Collected data
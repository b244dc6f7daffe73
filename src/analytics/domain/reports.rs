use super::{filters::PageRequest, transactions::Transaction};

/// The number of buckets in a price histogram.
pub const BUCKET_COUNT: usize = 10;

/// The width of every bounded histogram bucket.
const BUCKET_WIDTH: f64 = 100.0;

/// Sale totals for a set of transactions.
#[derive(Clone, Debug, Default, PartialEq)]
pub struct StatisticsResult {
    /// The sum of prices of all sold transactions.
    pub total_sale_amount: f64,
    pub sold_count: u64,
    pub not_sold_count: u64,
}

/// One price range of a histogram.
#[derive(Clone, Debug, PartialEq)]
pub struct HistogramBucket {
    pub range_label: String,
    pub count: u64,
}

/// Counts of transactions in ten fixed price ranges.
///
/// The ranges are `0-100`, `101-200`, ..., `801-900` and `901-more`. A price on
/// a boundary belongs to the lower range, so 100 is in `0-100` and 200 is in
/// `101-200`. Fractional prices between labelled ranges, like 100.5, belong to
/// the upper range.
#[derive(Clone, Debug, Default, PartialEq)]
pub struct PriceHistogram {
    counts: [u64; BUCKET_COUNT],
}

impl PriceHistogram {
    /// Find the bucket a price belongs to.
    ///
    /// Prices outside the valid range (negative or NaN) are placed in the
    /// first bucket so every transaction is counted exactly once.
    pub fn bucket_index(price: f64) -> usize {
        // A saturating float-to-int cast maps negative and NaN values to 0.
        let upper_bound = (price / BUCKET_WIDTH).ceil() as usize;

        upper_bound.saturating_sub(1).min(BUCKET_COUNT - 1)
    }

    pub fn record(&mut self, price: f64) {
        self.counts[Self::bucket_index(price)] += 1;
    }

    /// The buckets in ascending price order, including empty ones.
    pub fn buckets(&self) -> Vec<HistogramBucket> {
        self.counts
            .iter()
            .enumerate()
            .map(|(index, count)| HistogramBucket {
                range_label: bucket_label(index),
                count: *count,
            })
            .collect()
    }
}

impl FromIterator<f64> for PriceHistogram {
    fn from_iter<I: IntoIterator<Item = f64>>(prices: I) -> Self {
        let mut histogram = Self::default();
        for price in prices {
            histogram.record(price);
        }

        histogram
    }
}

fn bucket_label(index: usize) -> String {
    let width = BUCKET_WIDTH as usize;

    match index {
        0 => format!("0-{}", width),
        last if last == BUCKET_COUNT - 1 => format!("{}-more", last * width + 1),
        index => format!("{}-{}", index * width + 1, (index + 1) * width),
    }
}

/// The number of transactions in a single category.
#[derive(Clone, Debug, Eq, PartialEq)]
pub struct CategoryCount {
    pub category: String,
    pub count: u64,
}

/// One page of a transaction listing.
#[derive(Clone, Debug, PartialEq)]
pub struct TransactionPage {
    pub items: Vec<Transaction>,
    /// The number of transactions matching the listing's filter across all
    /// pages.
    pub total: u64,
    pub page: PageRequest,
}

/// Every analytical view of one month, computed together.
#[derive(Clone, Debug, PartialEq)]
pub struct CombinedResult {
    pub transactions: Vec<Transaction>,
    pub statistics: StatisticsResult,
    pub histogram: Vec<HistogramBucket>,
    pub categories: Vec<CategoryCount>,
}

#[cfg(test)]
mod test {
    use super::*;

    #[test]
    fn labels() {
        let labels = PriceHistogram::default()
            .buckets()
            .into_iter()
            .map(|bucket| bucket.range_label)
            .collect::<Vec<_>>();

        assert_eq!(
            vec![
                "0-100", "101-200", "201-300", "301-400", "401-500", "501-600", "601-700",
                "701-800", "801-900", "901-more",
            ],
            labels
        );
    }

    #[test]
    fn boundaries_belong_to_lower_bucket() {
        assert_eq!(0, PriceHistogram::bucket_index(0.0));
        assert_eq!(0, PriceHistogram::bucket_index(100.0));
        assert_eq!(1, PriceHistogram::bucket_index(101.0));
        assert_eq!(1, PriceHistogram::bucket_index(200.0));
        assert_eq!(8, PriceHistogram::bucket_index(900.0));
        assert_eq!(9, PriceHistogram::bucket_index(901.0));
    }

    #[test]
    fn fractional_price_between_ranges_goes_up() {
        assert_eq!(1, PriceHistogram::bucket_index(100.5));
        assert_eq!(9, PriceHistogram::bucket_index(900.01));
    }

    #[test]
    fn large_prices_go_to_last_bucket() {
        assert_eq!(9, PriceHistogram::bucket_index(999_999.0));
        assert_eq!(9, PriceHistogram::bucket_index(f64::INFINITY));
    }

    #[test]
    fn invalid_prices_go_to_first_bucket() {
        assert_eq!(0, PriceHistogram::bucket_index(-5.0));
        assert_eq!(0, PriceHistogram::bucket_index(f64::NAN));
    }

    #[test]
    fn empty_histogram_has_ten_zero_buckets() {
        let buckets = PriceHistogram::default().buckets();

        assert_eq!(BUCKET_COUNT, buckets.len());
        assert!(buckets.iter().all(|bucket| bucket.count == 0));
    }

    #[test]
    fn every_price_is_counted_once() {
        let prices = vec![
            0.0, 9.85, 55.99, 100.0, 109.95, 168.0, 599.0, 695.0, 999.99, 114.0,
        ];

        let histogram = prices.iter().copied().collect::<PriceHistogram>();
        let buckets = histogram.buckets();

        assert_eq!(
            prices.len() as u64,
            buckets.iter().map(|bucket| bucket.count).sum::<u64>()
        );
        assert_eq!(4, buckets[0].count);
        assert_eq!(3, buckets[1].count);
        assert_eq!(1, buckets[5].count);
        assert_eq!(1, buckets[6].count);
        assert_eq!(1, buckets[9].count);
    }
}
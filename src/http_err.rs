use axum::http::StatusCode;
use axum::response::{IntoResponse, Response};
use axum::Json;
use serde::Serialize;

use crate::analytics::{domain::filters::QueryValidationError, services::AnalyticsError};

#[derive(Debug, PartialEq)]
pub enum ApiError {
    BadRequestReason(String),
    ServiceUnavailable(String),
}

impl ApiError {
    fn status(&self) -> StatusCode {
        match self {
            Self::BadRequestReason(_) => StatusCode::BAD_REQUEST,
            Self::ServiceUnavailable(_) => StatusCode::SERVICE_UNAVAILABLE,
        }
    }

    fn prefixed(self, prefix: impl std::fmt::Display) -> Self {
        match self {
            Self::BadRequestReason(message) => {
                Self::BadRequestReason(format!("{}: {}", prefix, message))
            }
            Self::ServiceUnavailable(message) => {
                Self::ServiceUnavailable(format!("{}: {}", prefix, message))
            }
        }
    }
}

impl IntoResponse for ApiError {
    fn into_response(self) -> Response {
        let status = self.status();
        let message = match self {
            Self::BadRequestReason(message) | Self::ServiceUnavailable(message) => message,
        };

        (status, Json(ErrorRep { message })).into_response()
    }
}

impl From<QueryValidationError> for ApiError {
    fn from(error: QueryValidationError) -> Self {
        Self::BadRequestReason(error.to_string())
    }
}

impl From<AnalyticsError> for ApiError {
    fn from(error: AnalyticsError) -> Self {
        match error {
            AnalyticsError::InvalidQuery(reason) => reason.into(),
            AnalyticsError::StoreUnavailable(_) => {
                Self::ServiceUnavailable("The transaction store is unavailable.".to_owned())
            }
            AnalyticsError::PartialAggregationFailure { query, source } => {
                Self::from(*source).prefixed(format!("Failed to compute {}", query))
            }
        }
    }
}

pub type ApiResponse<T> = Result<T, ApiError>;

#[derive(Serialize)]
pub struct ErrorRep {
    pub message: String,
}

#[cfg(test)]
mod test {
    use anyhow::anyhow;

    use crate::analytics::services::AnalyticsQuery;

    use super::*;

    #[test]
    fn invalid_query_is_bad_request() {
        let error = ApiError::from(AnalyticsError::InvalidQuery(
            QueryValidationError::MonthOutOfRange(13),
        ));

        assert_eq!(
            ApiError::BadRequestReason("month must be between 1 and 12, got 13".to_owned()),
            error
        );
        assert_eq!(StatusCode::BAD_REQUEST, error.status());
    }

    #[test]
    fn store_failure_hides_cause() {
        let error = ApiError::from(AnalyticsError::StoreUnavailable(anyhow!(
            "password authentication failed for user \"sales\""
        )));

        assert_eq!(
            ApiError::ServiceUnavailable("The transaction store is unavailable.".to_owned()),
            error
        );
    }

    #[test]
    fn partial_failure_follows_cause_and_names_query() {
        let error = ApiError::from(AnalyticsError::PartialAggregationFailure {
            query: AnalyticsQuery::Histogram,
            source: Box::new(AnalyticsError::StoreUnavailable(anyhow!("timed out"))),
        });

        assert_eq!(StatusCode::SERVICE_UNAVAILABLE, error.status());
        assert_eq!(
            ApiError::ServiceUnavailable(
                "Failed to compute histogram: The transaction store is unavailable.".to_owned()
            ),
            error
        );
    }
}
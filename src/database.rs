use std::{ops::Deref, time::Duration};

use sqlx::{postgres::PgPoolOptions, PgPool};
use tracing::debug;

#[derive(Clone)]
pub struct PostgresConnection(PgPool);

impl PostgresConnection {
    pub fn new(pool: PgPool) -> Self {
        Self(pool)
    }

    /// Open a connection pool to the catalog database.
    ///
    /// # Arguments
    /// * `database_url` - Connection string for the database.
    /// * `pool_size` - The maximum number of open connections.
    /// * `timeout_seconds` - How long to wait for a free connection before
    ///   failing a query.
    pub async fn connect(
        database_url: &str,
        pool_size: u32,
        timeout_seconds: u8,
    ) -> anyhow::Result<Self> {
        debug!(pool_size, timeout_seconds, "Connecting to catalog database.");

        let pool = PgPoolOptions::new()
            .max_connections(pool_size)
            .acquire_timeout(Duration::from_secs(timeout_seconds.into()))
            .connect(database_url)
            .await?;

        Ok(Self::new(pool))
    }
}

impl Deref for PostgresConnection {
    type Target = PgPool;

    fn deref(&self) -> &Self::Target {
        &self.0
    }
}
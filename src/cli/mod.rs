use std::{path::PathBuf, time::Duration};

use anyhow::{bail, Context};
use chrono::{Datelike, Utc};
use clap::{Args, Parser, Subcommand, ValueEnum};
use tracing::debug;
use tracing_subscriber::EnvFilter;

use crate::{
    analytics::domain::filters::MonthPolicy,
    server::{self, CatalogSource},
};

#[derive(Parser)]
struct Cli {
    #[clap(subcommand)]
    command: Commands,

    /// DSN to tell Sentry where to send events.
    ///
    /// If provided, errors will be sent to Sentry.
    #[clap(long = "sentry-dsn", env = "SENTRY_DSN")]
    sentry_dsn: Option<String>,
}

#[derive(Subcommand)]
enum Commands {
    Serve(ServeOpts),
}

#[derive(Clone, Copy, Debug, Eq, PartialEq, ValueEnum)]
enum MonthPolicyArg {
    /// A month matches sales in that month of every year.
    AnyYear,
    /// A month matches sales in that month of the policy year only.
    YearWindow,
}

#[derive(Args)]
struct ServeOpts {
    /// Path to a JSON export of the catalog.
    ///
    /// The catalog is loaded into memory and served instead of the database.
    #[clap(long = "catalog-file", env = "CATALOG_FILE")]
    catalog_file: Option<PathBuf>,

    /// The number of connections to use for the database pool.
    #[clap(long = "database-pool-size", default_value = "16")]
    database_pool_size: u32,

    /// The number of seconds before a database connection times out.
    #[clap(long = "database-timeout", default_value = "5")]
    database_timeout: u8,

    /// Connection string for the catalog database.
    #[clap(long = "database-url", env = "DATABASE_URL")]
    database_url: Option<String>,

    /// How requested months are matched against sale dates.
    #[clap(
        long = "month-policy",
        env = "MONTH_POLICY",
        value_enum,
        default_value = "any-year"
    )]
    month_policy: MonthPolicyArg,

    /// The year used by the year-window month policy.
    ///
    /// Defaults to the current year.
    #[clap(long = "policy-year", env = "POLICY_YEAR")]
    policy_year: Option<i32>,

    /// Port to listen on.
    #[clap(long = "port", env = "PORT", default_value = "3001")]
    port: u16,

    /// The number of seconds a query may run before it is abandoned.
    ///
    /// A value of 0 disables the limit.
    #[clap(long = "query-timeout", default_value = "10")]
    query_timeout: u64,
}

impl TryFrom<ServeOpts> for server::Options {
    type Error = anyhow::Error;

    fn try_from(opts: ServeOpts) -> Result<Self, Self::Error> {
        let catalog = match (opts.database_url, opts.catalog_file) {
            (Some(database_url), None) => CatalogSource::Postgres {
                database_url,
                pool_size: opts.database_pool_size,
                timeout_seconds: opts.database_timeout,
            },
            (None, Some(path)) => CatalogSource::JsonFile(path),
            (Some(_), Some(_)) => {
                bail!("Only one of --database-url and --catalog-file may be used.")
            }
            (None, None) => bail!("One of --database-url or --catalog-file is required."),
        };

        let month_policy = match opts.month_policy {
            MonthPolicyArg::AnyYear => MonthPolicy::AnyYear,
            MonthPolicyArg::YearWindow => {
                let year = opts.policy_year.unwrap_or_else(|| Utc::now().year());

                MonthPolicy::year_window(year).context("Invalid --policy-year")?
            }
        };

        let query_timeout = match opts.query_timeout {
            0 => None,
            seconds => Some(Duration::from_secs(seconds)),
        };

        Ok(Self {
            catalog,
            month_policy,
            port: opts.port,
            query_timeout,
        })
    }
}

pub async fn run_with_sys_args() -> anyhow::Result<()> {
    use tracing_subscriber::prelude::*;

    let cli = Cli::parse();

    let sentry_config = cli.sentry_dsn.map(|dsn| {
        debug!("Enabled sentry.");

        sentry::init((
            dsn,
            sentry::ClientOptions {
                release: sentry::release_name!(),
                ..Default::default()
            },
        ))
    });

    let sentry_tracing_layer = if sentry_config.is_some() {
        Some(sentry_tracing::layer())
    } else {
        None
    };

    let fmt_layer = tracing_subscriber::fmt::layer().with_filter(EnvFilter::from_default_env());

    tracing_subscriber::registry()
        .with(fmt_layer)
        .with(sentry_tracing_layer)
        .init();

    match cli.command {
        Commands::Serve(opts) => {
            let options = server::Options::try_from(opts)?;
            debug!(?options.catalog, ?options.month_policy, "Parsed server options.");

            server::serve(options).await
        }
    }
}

**What you need to do:** Reproduce, character for character, only the lines of the preceding data that start at the line with "let query_timeout = match" and end at the line with "pub async fn run_with_sys_args()", both included.

**Result below:**
        let query_timeout = match opts.query_timeout {
            0 => None,
            seconds => Some(Duration::from_secs(seconds)),
        };

        Ok(Self {
            catalog,
            month_policy,
            port: opts.port,
            query_timeout,
        })
    }
}

pub async fn run_with_sys_args() -> anyhow::Result<()> {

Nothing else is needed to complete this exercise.